Last year, when Janeites around the world marked the English author’s 250th birthday, the State Library of Victoria (SLV) made a major acquisition: three leather-bound volumes of a first edition of Jane Austen’s Emma, bought from antiquarian booksellers Maggs Bros at Melbourne’s Rare Book Fair.
“As soon as it came up, we were so excited, because its provenance is so extraordinary,” philanthropist Helen Sykes says.
Sykes, along with Krystyna Campbell-Pretty, is one of the founding donors of the library’s Women Writers Fund, which raised $100,000 to buy the 210-year-old book.
Published in 1816, this copy of Emma once belonged to Austen’s great-nephew, Edward Knatchbull-Hugessen. The triple-decker volumes are still in their contemporary tree-calf leather binding, with the title discreetly written on the spine and the author’s name nowhere to be seen.
The principal collection curator of historical books at the SLV, Dr Anna Welch, is also curator of the library’s World of the Book exhibition. She says Austen “published anonymously during her lifetime”.

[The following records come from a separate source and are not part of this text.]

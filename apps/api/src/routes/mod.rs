pub mod health;

use axum::{
    routing::{get, patch, post},
    Router,
};

use crate::analysis::handlers as analysis;
use crate::company::handlers as company;
use crate::generation::handlers as generation;
use crate::resume::handlers as resume;
use crate::scoring::handlers as scoring;
use crate::state::AppState;
use crate::tracking::handlers as tracking;

pub fn build_router(state: AppState) -> Router {
    Router::new()
        .route("/health", get(health::health_handler))
        // Resume parsing
        .route("/api/v1/resumes/parse", post(resume::handle_parse_resume_pdf))
        .route(
            "/api/v1/resumes/parse-text",
            post(resume::handle_parse_resume_text),
        )
        // Analysis & scoring
        .route("/api/v1/jd/analyze", post(analysis::handle_analyze_jd))
        .route("/api/v1/ats/score", post(scoring::handle_ats_score))
        .route(
            "/api/v1/companies/analyze",
            post(company::handle_analyze_company),
        )
        // Generation
        .route(
            "/api/v1/cover-letters",
            post(generation::handle_generate_cover_letter),
        )
        .route(
            "/api/v1/interview-prep",
            post(generation::handle_generate_interview_prep),
        )
        .route(
            "/api/v1/resumes/optimize",
            post(generation::handle_optimize_resume),
        )
        // Tracking
        .route(
            "/api/v1/applications",
            get(tracking::handle_list_applications).post(tracking::handle_create_application),
        )
        .route(
            "/api/v1/applications/active",
            get(tracking::handle_active_applications),
        )
        .route(
            "/api/v1/applications/:id",
            get(tracking::handle_get_application)
                .patch(tracking::handle_update_application)
                .delete(tracking::handle_delete_application),
        )
        .route(
            "/api/v1/applications/:id/stages",
            get(tracking::handle_list_stages),
        )
        .route(
            "/api/v1/applications/:id/documents/:kind",
            get(generation::handle_get_document),
        )
        .route(
            "/api/v1/interviews",
            get(tracking::handle_list_interviews).post(tracking::handle_create_interview),
        )
        .route(
            "/api/v1/interviews/:id",
            patch(tracking::handle_update_interview),
        )
        .route(
            "/api/v1/metrics",
            get(tracking::handle_list_metrics).put(tracking::handle_upsert_metrics),
        )
        .route(
            "/api/v1/metrics/snapshot",
            post(tracking::handle_snapshot_metrics),
        )
        .route(
            "/api/v1/keywords",
            get(tracking::handle_top_keywords).put(tracking::handle_upsert_keyword),
        )
        .route(
            "/api/v1/keywords/refresh",
            post(tracking::handle_refresh_keywords),
        )
        .route("/api/v1/dashboard", get(tracking::handle_dashboard))
        .route("/api/v1/pipeline", get(tracking::handle_pipeline_summary))
        .route(
            "/api/v1/interview-performance",
            get(tracking::handle_interview_performance),
        )
        .with_state(state)
}

#[cfg(test)]
mod tests {
    use std::sync::Arc;

    use axum::body::{to_bytes, Body};
    use axum::http::{header, Request, StatusCode};
    use serde_json::{json, Value};
    use tower::ServiceExt;

    use super::*;
    use crate::storage::{DocumentStore, InMemoryDocumentStore};

    fn router() -> (Router, Arc<InMemoryDocumentStore>) {
        let store = Arc::new(InMemoryDocumentStore::default());
        (build_router(AppState::for_tests(store.clone())), store)
    }

    fn post_json(uri: &str, body: Value) -> Request<Body> {
        Request::builder()
            .method("POST")
            .uri(uri)
            .header(header::CONTENT_TYPE, "application/json")
            .body(Body::from(body.to_string()))
            .unwrap()
    }

    async fn body_json(response: axum::response::Response) -> Value {
        let bytes = to_bytes(response.into_body(), usize::MAX).await.unwrap();
        serde_json::from_slice(&bytes).unwrap()
    }

    const JD: &str = "Senior Backend Engineer\n\
        Requirements:\n\
        - 5+ years of experience with Python and PostgreSQL\n\
        - Experience with Docker and Kubernetes\n\
        Nice to have: AWS";

    #[tokio::test]
    async fn test_health() {
        let (app, _) = router();
        let response = app
            .oneshot(Request::get("/health").body(Body::empty()).unwrap())
            .await
            .unwrap();
        assert_eq!(response.status(), StatusCode::OK);
        let body = body_json(response).await;
        assert_eq!(body["status"], "ok");
        assert_eq!(body["service"], "applywise");
    }

    #[tokio::test]
    async fn test_unknown_route_is_404() {
        let (app, _) = router();
        let response = app
            .oneshot(Request::get("/api/v1/nope").body(Body::empty()).unwrap())
            .await
            .unwrap();
        assert_eq!(response.status(), StatusCode::NOT_FOUND);
    }

    #[tokio::test]
    async fn test_analyze_jd() {
        let (app, _) = router();
        let response = app
            .oneshot(post_json("/api/v1/jd/analyze", json!({ "jd_text": JD })))
            .await
            .unwrap();
        assert_eq!(response.status(), StatusCode::OK);
        let body = body_json(response).await;
        assert!(body["analysis"].is_object());
    }

    #[tokio::test]
    async fn test_analyze_jd_rejects_blank_text() {
        let (app, _) = router();
        let response = app
            .oneshot(post_json("/api/v1/jd/analyze", json!({ "jd_text": "   " })))
            .await
            .unwrap();
        assert_eq!(response.status(), StatusCode::BAD_REQUEST);
        let body = body_json(response).await;
        assert_eq!(body["error"]["code"], "VALIDATION_ERROR");
    }

    #[tokio::test]
    async fn test_parse_text_stores_nothing() {
        let (app, store) = router();
        let text = "Jane Doe\njane@example.com\n\nEXPERIENCE\nEngineer at Acme\n\nSKILLS\nRust, SQL";
        let response = app
            .oneshot(post_json("/api/v1/resumes/parse-text", json!({ "text": text })))
            .await
            .unwrap();
        assert_eq!(response.status(), StatusCode::OK);
        let body = body_json(response).await;
        assert!(body["markdown"].is_string());
        assert!(body.get("document_key").is_none());
        assert!(store.keys().await.is_empty());
    }

    #[tokio::test]
    async fn test_get_stored_document() {
        let (app, store) = router();
        let id = uuid::Uuid::new_v4();
        store
            .put(
                &crate::storage::cover_letter_key(id),
                b"Dear Hiring Team".to_vec(),
                crate::storage::MARKDOWN,
            )
            .await
            .unwrap();

        let response = app
            .clone()
            .oneshot(
                Request::get(format!("/api/v1/applications/{id}/documents/cover-letter"))
                    .body(Body::empty())
                    .unwrap(),
            )
            .await
            .unwrap();
        assert_eq!(response.status(), StatusCode::OK);
        assert_eq!(
            response.headers()[header::CONTENT_TYPE],
            crate::storage::MARKDOWN
        );
        let bytes = to_bytes(response.into_body(), usize::MAX).await.unwrap();
        assert_eq!(&bytes[..], b"Dear Hiring Team");

        let missing = app
            .oneshot(
                Request::get(format!("/api/v1/applications/{id}/documents/interview-prep"))
                    .body(Body::empty())
                    .unwrap(),
            )
            .await
            .unwrap();
        assert_eq!(missing.status(), StatusCode::NOT_FOUND);
    }

    #[tokio::test]
    async fn test_get_document_rejects_unknown_kind() {
        let (app, _) = router();
        let id = uuid::Uuid::new_v4();
        let response = app
            .oneshot(
                Request::get(format!("/api/v1/applications/{id}/documents/notes"))
                    .body(Body::empty())
                    .unwrap(),
            )
            .await
            .unwrap();
        assert_eq!(response.status(), StatusCode::BAD_REQUEST);
    }

    #[tokio::test]
    async fn test_cover_letter_without_application() {
        let (app, store) = router();
        let response = app
            .oneshot(post_json(
                "/api/v1/cover-letters",
                json!({
                    "user": { "name": "Jane Doe", "email": "jane@example.com" },
                    "research": { "company": "Acme" },
                    "jd_text": JD,
                    "position": "Senior Backend Engineer",
                    "tone": "professional",
                }),
            ))
            .await
            .unwrap();
        assert_eq!(response.status(), StatusCode::OK);
        let body = body_json(response).await;
        assert!(body["cover_letter"]
            .as_str()
            .unwrap()
            .contains("Senior Backend Engineer"));
        assert!(store.keys().await.is_empty());
    }

    #[tokio::test]
    async fn test_cover_letter_requires_position() {
        let (app, _) = router();
        let response = app
            .oneshot(post_json(
                "/api/v1/cover-letters",
                json!({ "jd_text": JD, "position": "" }),
            ))
            .await
            .unwrap();
        assert_eq!(response.status(), StatusCode::BAD_REQUEST);
    }

    #[tokio::test]
    async fn test_optimize_rejects_out_of_range_target() {
        let (app, _) = router();
        let response = app
            .oneshot(post_json(
                "/api/v1/resumes/optimize",
                json!({
                    "resume_markdown": "# Jane Doe\n\n## Experience\n\n- Built things",
                    "jd_text": JD,
                    "target_score": 150.0,
                }),
            ))
            .await
            .unwrap();
        assert_eq!(response.status(), StatusCode::BAD_REQUEST);
    }

    #[tokio::test]
    async fn test_create_application_validates_before_database() {
        let (app, _) = router();
        let response = app
            .oneshot(post_json(
                "/api/v1/applications",
                json!({ "company": " ", "position": "Engineer", "applied_date": "2024-03-01" }),
            ))
            .await
            .unwrap();
        assert_eq!(response.status(), StatusCode::BAD_REQUEST);
    }

    #[tokio::test]
    async fn test_dashboard_rejects_unknown_filter() {
        let (app, _) = router();
        let response = app
            .oneshot(
                Request::get("/api/v1/dashboard?filter=since%20forever")
                    .body(Body::empty())
                    .unwrap(),
            )
            .await
            .unwrap();
        assert_eq!(response.status(), StatusCode::BAD_REQUEST);
    }

    #[tokio::test]
    async fn test_dashboard_rejects_out_of_range_filter() {
        let (app, _) = router();
        let response = app
            .oneshot(
                Request::get("/api/v1/dashboard?filter=last%20999999999%20days")
                    .body(Body::empty())
                    .unwrap(),
            )
            .await
            .unwrap();
        assert_eq!(response.status(), StatusCode::BAD_REQUEST);
    }

    #[tokio::test]
    async fn test_dashboard_rejects_unknown_status() {
        let (app, _) = router();
        let response = app
            .oneshot(
                Request::get("/api/v1/dashboard?include=applied,ghosted")
                    .body(Body::empty())
                    .unwrap(),
            )
            .await
            .unwrap();
        assert_eq!(response.status(), StatusCode::BAD_REQUEST);
    }
}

It was only after Austen’s death in 1817 that her identity was revealed, in the preface to the double edition of Northanger Abbey and Persuasion. “Her brother, Henry, and sister, Cassandra, organised the publication of those last two novels,” Welch says. “That’s when Austen’s name appears in print as the author for the first time.”
Emma’s three volumes each have a special box, made for them by the library’s conservation team. When they’re not on display, they’re stored in a high-security area, which is temperature, light and humidity controlled.

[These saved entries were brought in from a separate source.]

// ────────────────────────────────────────────────────────────────────────────
// Tests
// ────────────────────────────────────────────────────────────────────────────

#[cfg(test)]
mod tests {
    use super::*;

    // JD fixture: sectioned, senior full-stack role
    const SECTIONED_JD: &str = "Senior Full Stack Engineer
We are looking for a Senior Full Stack Engineer to lead the design of our platform.

Responsibilities:
- Architect scalable microservices on AWS
- Mentor junior engineers and drive technical initiatives
- Collaborate with stakeholders on system design

Requirements:
- 5+ years of experience with Python and TypeScript
- Strong knowledge of React and Node.js
- Experience with PostgreSQL and Redis
- Docker and CI/CD pipelines

Nice to Have:
- Kubernetes experience
- GraphQL API design
- Machine learning exposure

About Us:
We value communication and ownership.
";

    // JD fixture: prose only, no section headers
    const PROSE_JD: &str = "Backend Developer. You must have solid Go skills. \
        3 years experience with Kafka is expected. Familiarity with Terraform is a bonus. \
        Preferred: background in fintech.";

    #[test]
    fn test_extract_keywords_preserves_case() {
        let keywords = extract_keywords(SECTIONED_JD);
        assert!(keywords.contains(&"Python".to_string()));
        assert!(keywords.contains(&"TypeScript".to_string()));
        assert!(keywords.contains(&"Node.js".to_string()));
        assert!(keywords.contains(&"AWS".to_string()));
    }

    #[test]
    fn test_extract_keywords_captures_experience_phrases() {
        let keywords = extract_keywords(SECTIONED_JD);
        assert!(keywords.iter().any(|k| k == "5+ years of experience"));
    }

    #[test]
    fn test_extract_keywords_no_false_single_letter_hits() {
        let keywords = extract_keywords("We build great products with React");
        assert!(!keywords.iter().any(|k| k.eq_ignore_ascii_case("r")));
        assert!(!keywords.iter().any(|k| k.eq_ignore_ascii_case("go")));
    }

    #[test]
    fn test_extract_keywords_empty() {
        assert!(extract_keywords("").is_empty());
        assert!(extract_keywords("   \n ").is_empty());
    }

    #[test]
    fn test_keyword_frequency_counts_and_sorts() {
        let freq = calculate_keyword_frequency("Python, python and Rust. Experience required.");
        assert_eq!(freq[0].keyword, "python");
        assert_eq!(freq[0].count, 2);
        assert!(freq.iter().any(|k| k.keyword == "experience" && k.count == 1));
        assert!(freq.iter().any(|k| k.keyword == "required"));
        for pair in freq.windows(2) {
            assert!(pair[0].count >= pair[1].count);
        }
    }

    #[test]
    fn test_keyword_frequency_counts_compound_terms() {
        let freq = calculate_keyword_frequency("Node.js and node.js; CI/CD with spring boot");
        let count = |kw: &str| freq.iter().find(|k| k.keyword == kw).map(|k| k.count);
        assert_eq!(count("node.js"), Some(2));
        assert_eq!(count("ci/cd"), Some(1));
        assert_eq!(count("spring boot"), Some(1));
    }

    #[test]
    fn test_categorize_requirements_sections() {
        let reqs = categorize_requirements(SECTIONED_JD);
        assert!(reqs.required.iter().any(|r| r.contains("Python")));
        assert!(reqs.required.iter().any(|r| r.contains("TypeScript")));
        assert!(reqs.nice_to_have.iter().any(|r| r.contains("Kubernetes")));
        assert!(reqs.nice_to_have.iter().any(|r| r.contains("GraphQL")));
        // Responsibilities bullets are not requirements
        assert!(!reqs.required.iter().any(|r| r.contains("Mentor")));
    }

    #[test]
    fn test_categorize_requirements_heuristic_fallback() {
        let reqs = categorize_requirements(PROSE_JD);
        assert!(reqs.required.iter().any(|r| r.contains("must have solid Go skills")));
        assert!(reqs.required.iter().any(|r| r.contains("3 years experience with Kafka")));
        assert!(reqs.nice_to_have.iter().any(|r| r.contains("Familiarity with Terraform")));
        assert!(reqs.nice_to_have.iter().any(|r| r.starts_with("Preferred")));
    }

    #[test]
    fn test_categorize_requirements_skips_short_items() {
        let reqs = categorize_requirements("Requirements:\n- Go\n- Rust systems programming\n");
        assert_eq!(reqs.required, vec!["Rust systems programming".to_string()]);
    }

    #[test]
    fn test_identify_technical_skills_sorted() {
        let skills = identify_technical_skills(SECTIONED_JD);
        for expected in ["python", "typescript", "react", "node.js", "postgresql", "redis", "aws", "docker"] {
            assert!(skills.contains(&expected.to_string()), "missing {expected}");
        }
        let mut sorted = skills.clone();
        sorted.sort();
        assert_eq!(skills, sorted);
    }

    #[test]
    fn test_identify_leadership_skills_includes_sentences() {
        let skills = identify_leadership_skills(SECTIONED_JD);
        assert!(skills.iter().any(|s| s == "communication"));
        assert!(skills.iter().any(|s| s == "mentor"));
        assert!(skills.iter().any(|s| s.len() > 30), "expected a supporting sentence");
    }

    #[test]
    fn test_identify_leadership_skills_none() {
        assert!(identify_leadership_skills("Write Python code.").is_empty());
    }

    #[test]
    fn test_identify_domain_expertise() {
        let domains = identify_domain_expertise(SECTIONED_JD);
        assert!(domains.contains(&"design".to_string()));
        assert!(domains.contains(&"system design".to_string()));
        assert!(domains.contains(&"api design".to_string()));
    }

    #[test]
    fn test_detect_seniority() {
        assert_eq!(detect_seniority(SECTIONED_JD), Seniority::Senior);
        assert_eq!(detect_seniority("Staff Software Engineer\n..."), Seniority::Staff);
        assert_eq!(detect_seniority("VP of Engineering"), Seniority::Vp);
        assert_eq!(detect_seniority("Software Engineering Intern"), Seniority::Intern);
        assert_eq!(detect_seniority("Internal Tools Engineer"), Seniority::Mid);
        assert_eq!(detect_seniority(""), Seniority::Mid);
    }

    #[test]
    fn test_seniority_tracks() {
        assert!(Seniority::Senior.is_senior_or_above());
        assert!(!Seniority::Mid.is_senior_or_above());
        assert!(Seniority::Director.is_leadership_track());
        assert!(!Seniority::Senior.is_leadership_track());
    }

    #[test]
    fn test_seniority_serde_lowercase() {
        assert_eq!(serde_json::to_string(&Seniority::Vp).unwrap(), r#""vp""#);
        let s: Seniority = serde_json::from_str(r#""principal""#).unwrap();
        assert_eq!(s, Seniority::Principal);
    }

    #[test]
    fn test_ats_keywords_ordered_by_frequency() {
        let jd = "Rust. Rust. Rust. Python.";
        let keywords = generate_ats_keywords(jd);
        assert_eq!(keywords[0], "Rust");
        assert_eq!(keywords[1], "Python");
    }

    #[test]
    fn test_keyword_importance_normalized() {
        let importance = calculate_keyword_importance(SECTIONED_JD);
        assert!(!importance.is_empty());
        for w in &importance {
            assert!((0.0..=1.0).contains(&w.weight), "{} out of range", w.keyword);
        }
        for pair in importance.windows(2) {
            assert!(pair[0].weight >= pair[1].weight);
        }
    }

    #[test]
    fn test_keyword_importance_required_boost() {
        let jd = "Intro text about the company.\n".repeat(10)
            + "Must have: kafka\nAlso docker, docker.";
        let importance = calculate_keyword_importance(&jd);
        let kafka = weight_of(&importance, "kafka").unwrap();
        // kafka: 1/2 base, boosted ×1.5
        assert!((kafka - 0.75).abs() < 1e-9, "kafka weight was {kafka}");
        assert!((weight_of(&importance, "docker").unwrap() - 1.0).abs() < 1e-9);
    }

    #[test]
    fn test_keyword_importance_required_window() {
        let jd = "Intro text about the company.\n".repeat(10)
            + "Must have: docker\n"
            + &"Lorem ipsum dolor sit amet.\n".repeat(9)
            + "kafka, docker";
        let importance = calculate_keyword_importance(&jd);
        // kafka sits past the window, so it keeps its 1/2 base
        assert!((weight_of(&importance, "kafka").unwrap() - 0.5).abs() < 1e-9);
        assert!((weight_of(&importance, "docker").unwrap() - 1.0).abs() < 1e-9);
    }

    #[test]
    fn test_analyze_job_description_full() {
        let analysis = analyze_job_description(SECTIONED_JD);
        assert!(!analysis.technical_skills.is_empty());
        assert!(!analysis.ats_keywords.is_empty());
        assert!(!analysis.required_skills.is_empty());
        assert!(!analysis.keyword_importance.is_empty());
        assert_eq!(analysis.seniority, Seniority::Senior);
        assert!(analysis.frequency_of("python") >= 1);
        assert!(analysis.importance_of("PYTHON").is_some());
    }

    #[test]
    fn test_analyze_job_description_empty() {
        let analysis = analyze_job_description("");
        assert!(analysis.technical_skills.is_empty());
        assert!(analysis.keyword_importance.is_empty());
        assert_eq!(analysis.seniority, Seniority::Mid);
    }

    #[test]
    fn test_analyze_job_description_malformed() {
        let analysis = analyze_job_description("!!!@@@###\n\n---\n***");
        assert!(analysis.technical_skills.is_empty());
        assert!(analysis.required_skills.is_empty());
    }

    #[test]
    fn test_jd_analysis_partial_deserialize() {
        let json = r#"{"technical_skills": ["rust"], "seniority": "senior"}"#;
        let analysis: JdAnalysis = serde_json::from_str(json).unwrap();
        assert_eq!(analysis.technical_skills, vec!["rust"]);
        assert!(analysis.keyword_importance.is_empty());
        assert_eq!(analysis.seniority, Seniority::Senior);
    }
}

“They’re small format volumes, about 15cm tall at the most,” Welch says. “The pages are delicate, you have to turn them carefully.”
While “everything in the library’s rare book collection can be read by anybody who comes into the library”, to read one of its rare books, you need to request access to one of the library’s special rooms. A staff member then guides you through how to handle the delicate object, including placing it on a small cushion and using weights to hold down the pages.
But no gloves are required. “For paper, clean dry hands are the best because that keeps you dexterous,” Welch says. “When you wear gloves you’re always a little bit clumsier.”
The Women Writers Fund, which was established in 2021 and has raised $750,000, has secured 250 books for the State Library of Victoria.
It allows the library “to acquire works by enormously capable, competent, trailblazing women”, Sykes says, and to redress the gender imbalance of the library’s collection, especially of its old and rare books.
While Austen is a highly collectible author today, her works were not a priority for the library’s founder Sir Redmond Barry, Welch says. “An author like Austen was really not on the radar of the library at that time,” she says, explaining the library prioritised classic English male authors such as Chaucer and Shakespeare.
“So the fund was established in response to that issue of overlooked women authors, both the very famous ones like Austen but also the lesser-known women authors.”
The rare first edition of Emma will be on display in the World of the Book exhibition, which will also display 126 books secured by the fund – such as a first edition of Virginia Woolf’s A Room of One’s Own, acquired for about £8,000 (A$15,414) five years ago.
There’s also a “Peacock edition” of Austen’s Pride and Prejudice, featuring black-and-white illustrations, and the first full-colour illustrations of Austen’s works in a travelling library set of Pride and Prejudice from 1897.
Australian female writers are already well covered within the collection, so the next acquisitions on the Women Writers Fund’s wishlist are first editions of Brontë novels. “Any sibling will do,” Sykes says.
“It’s already a wonderful library, but now this very rich repository of women’s work gives it a whole other strand to its bow.”
It’s not the only first edition of Emma held by an Australian institution; the State Library of South Australia holds one in its rare books collection, donated to the library in 2008, and the State Library of New South Wales has one too, which was acquired for an undisclosed amount in 2017.
“It matters because it’s the first expression of that work of literature, but also because there are changes between editions, both textural and of their binding, presentation and provenance,” Welch says. “There is an aura about a first edition that is a significant part of our reception of that author’s expression.”
The first edition of Jane Austen’s Emma will be on display in World of the Book, which reopens at the State Library of Victoria on 4 July.